Sistemik hastalığı olanlarda anestezi yaklaşımı özellikler gösterir. Sistemik lupus eritematozus (SLE) multisistemik bir hastalık olması açısından pek çok patolojiyi beraberinde getirir ve anestezist açısından önem taşır. Hastalığı farklı yönleri ile ele alan bir makaleye değineceğiz:
SLE farklı klinik görünümleri olan kronik otoimmün bir konnektif doku hastalığıdır. Perioperatif anestezi yönetiminde SLE hastalığı gibi kompleks multisistemik tutulumu olan hastaları değerlendirirken akut alevlenme dönemleri, kompleks tedavi rejimleri, koagülasyon bozuklukları ve hastalığın sonucu gelişen organ hasarları konusunda ayrıntılı inceleme yapılmalıdır.
SLE hastalığının sıklığı 7,4-159.4/100000 olarak bildirilmektedir. Kadınlarda erkeklere oranla 9 kat fazla görülmektedir. En sık 15-40 yaşları arasında ortaya çıkmaktadır.
Patogenez:
SLE patogenezinde vücut hücrelerine karşı otoimmün bir cevap ve genetik faktörlerin rol aldığı düşünülmektedir.
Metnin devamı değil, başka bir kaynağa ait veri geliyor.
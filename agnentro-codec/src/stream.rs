//! Self-delimiting byte-stream container around the codec.
//!
//! Layout, MSB-first: logplex(mask count), logplex(mask_max), the
//! canonical code left-justified, zero padding to the next byte boundary.
//! The decoder treats every remaining bit after the header as declared
//! code length; the padding is harmless because code normalization scales
//! by declared length rather than trusting it.

use agnentro_biguint::{logplex_read_u64, logplex_write_u64, BitReader, BitWriter};

use crate::codec::{Agnentrocodec, CodecConfig, CodecError};

/// Encodes `masks` through `codec` and wraps the code in a stream frame.
pub fn compress(codec: &mut Agnentrocodec, masks: &[u64]) -> Result<Vec<u8>, CodecError> {
    codec.encode(masks)?;
    let mut writer = BitWriter::new();
    logplex_write_u64(&mut writer, masks.len() as u64);
    logplex_write_u64(&mut writer, codec.config().mask_max);
    writer.write_biguint_bits(codec.code(), codec.code_bit_len());
    writer.align_to_byte();
    Ok(writer.into_bytes())
}

/// Decodes one stream frame produced by [`compress`], rebuilding the
/// codec session from the frame header.
pub fn decompress(bytes: &[u8]) -> Result<Vec<u64>, CodecError> {
    let mut reader = BitReader::new(bytes);
    let count = logplex_read_u64(&mut reader).map_err(|_| CodecError::Stream)?;
    let mask_max = logplex_read_u64(&mut reader).map_err(|_| CodecError::Stream)?;
    let mut codec = Agnentrocodec::new(CodecConfig::new(mask_max, count))?;
    codec.code_import(bytes, reader.pos(), reader.remaining())?;
    codec.decode(count)
}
Bazı ilaçlara maruz kalma lupus benzeri hastalıklara yol açabilir veya SLE’yi şiddetlendirebilir. İlaçların indüklediği lupus eritematozus (LE) için standardize edilmiş diagnostik kriter olmamasına rağmen, bazı vakalarda farmakolojik ajana en az bir ay süreyle maruz kalma ve ilacı kestikten sonra hastalığın gerilediği görülmüştür. İlaçların indüklediği LE’da çoğunlukla artralji ve serozit gibi daha hafif semptomlar mevcuttur ve genellikle major organ tutulumu yoktur.
Tanı:
“American College of Rheumatology” tarafından SLE tanısı için ilk olarak 1982’de yayınlanan kılavuz, 1997 yılında yenilenmiştir. SLE için 11 tanı kategorisi belirlenmiştir. Bunlardan herhangi dördünün saptanması SLE tanısına götürmektedir.
SLE Tanı Kriterleri:
Yeni kılavuzda serolojik testlerin değerlendirmesi önem kazanmıştır. Serolojik biomarker olarak tanımlanan “anti-double -stranded DNA” (anti-dsDNA) SLE hastalarında %70 oranında pozitif bulunmaktadır. Normal popülasyonda veya diğer otoimmün hastalıklarda ise bu oran %0.5’dir. Antinükleer antikor (antinuclear antibody) pozitifliği SLE’de %99 iken normal popülasyonda da 1/40 sulandırmada %32 oranında saptanmaktadır. 1/160 sulandırmada ise bu oran %5’e düşmektedir.
Tanı için belirlenen 11 kriter ise şöyle sıralanmaktadır:
Yüzde döküntü
Diskoid döküntüler
Fotosensitivite
Oral ülserler
Artrit: İki veya daha fazla eklemde nonerozif artrit
Serozit: Plörit veya perikardit
Böbrek hastalığı: Günde 0.5 gramdan daha fazla olabilen persistan proteinüri, eritrosit, hemoglobin, granüler, tübüler veya karışık tipte hücre silendirleri
Nörolojik tutulum: Konvülzyonlar veya psikoz
Hematolojik bozukluklar: Hemolitik anemi veya lökopeni (<4.000) veya lenfopeni (<1.500) veya trombositopeni (<100.000) )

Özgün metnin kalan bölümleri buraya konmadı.